Class 11-science NCERT Solutions Biology Chapter 18 - Neural Control And Coordination

 Structure of the brain: 

• The human brain is protected in the skull.
• The brain is covered by three membranes called cranial meninges.
• The outer layer of the meninges is called dura mater. It is a tough and fibrous membrane.
• The middle layer is called arachnoid. It is thin and delicate.
• The inner layer is the pia mater. It is in continuation with the brain tissue. It is highly vascular and richly supplied with blood.
• Three primary regions of the brain are
• Forebrain
• Midbrain
• Hindbrain 

• Forebrain:
• The forebrain consists of cerebrum, thalamus and hypothalamus.
• Cerebrum:
• It forms the major part of the brain.
• The cerebrum is divided into halves longitudinally by a deep cleft. Each half is called the cerebral hemisphere.
• Both hemispheres are connected by the corpus callosum. It is a tract of nerve fibres.
• Cerebral hemispheres are hollow internally.
• The walls of the cerebrum have an outer cortex and inner medulla.
• The cerebral cortex contains cell bodies of neurons and hence appears greyish. It is called grey matter.
• The grey matter is thrown into many grooves and folds called sulci and gyri, respectively.
• A higher number of convolutions leads to greater intelligence.
• The cerebral cortex contains motor areas, sensory areas and association areas.
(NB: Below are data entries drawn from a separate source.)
//! Domain model types for territory planning.
//!
//! Provides the core records: geolocated points owned by an agent, circles
//! grouping those points under a radius, and coordinate helpers.

mod circle;
mod point;

pub use circle::Circle;
pub use point::{map_center, Bounds, Coordinate, Point, DEFAULT_MAP_CENTER};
Association areas are neither sensory nor motor. These areas are responsible for complex functions such as memory, communication and intersensory associations.
• The cerebral medulla consists of axons of nerve fibres and appears whitish. It is called white matter.
• The inner part of the cerebral hemispheres and a group of associated deep structures such as hippocampus and amygdala form a complex structure called the limbic lobe or limbic system.
• Functions:
  • The cerebrum is the centre of intelligence, memory, consciousness, will power and voluntary actions. 
   
• Thalamus:
• It is made of grey matter.
• It is situated superior to the midbrain.
• Functions:
• The thalamus relays motor and sensory impulses to the cerebrum.
• It also regulates the manifestation of emotions and recognises heat, cold and pain.
• Hypothalamus:
• It lies at the base of the thalamus.
• It consists of optic chiasma, a point where the fibres of optic nerves cross to opposite sides.
• Behind the optic chiasma is the infundibulum. It is a greyish protuberance of the hypothalamus.
• The infundibulum holds the pituitary gland.
• Functions:
• Hypothalamus contains the centres which control body temperature, blood pressure and homeostasis.
• It contains the centres to control hunger, thirst, sleep, fatigue, emotions, anger, pleasure and penance.
• The neurosecretory cells of the hypothalamus secrete certain hormones or releasing factors which control the activity of the pituitary hormones.
• The hypothalamus along with the limbic system is involved in the regulation of sexual behaviour.
• Midbrain:
  • The midbrain consists of cerebral peduncles and corpora quadrigemina.
  • Cerebral Peduncles:
    • Cerebral peduncles are fibrous thick tracts.
    • They connect the cerebrum and the cerebellum.
    • Functions:
    • They relay the sensory and motor impulse between the forebrain and hindbrain.
     
  • Corpora Quadrigemina:
  • Two pairs of solid lobes are present on the dorsal portion of the brain. These lobes are called corpora quadrigemina.
  • One pair is called superior colliculi and the other pair is called inferior colliculi.
  • Functions:
  • The corpora quadrigemina controls the visual reflexes. They control the movement of the head and eye.
  • They also control the auditory reflexes. They control the movement of the head to locate and detect the source of sound.
   
• Hindbrain:
  • The hindbrain consists of the cerebellum, pons varolii and medulla oblongata.
  • Cerebellum:
  • It is located at the base of the cerebellum.
  • The outer cerebellar cortex is made of grey matter and the inner cerebellar medulla is made of white matter.
  • The white matter has fibre tracts which connect the cerebellum with the medulla oblongata and the cerebrum.
  • Functions:
  • It coordinates the muscular activity and the balance of the body.
  • The impulse of performing muscular activity originates in the cerebrum.
  • It modulates the voluntary movements initiated in the cerebrum.
  • Pons varolii:
  • It is made of a thick bundle of white nerve fibres.
  • It lies above the medulla oblongata.
  • Functions:
    • It coordinates between the two lobes of the cerebellum.
    • The pneumotaxic centre which controls breathing is located in the pons varolii.
     
  • Medulla oblongata:
    • It is located at the base of the skull.
    • It is conical in shape.
    • It continues behind the brain as the spinal cord.
    • Injury to the medulla oblongata results in death.
    • Functions:
      • It acts as a pathway and conducts impulses from the spinal cord to the brain.
      • It controls the activities of the internal organs, heartbeat and breathing.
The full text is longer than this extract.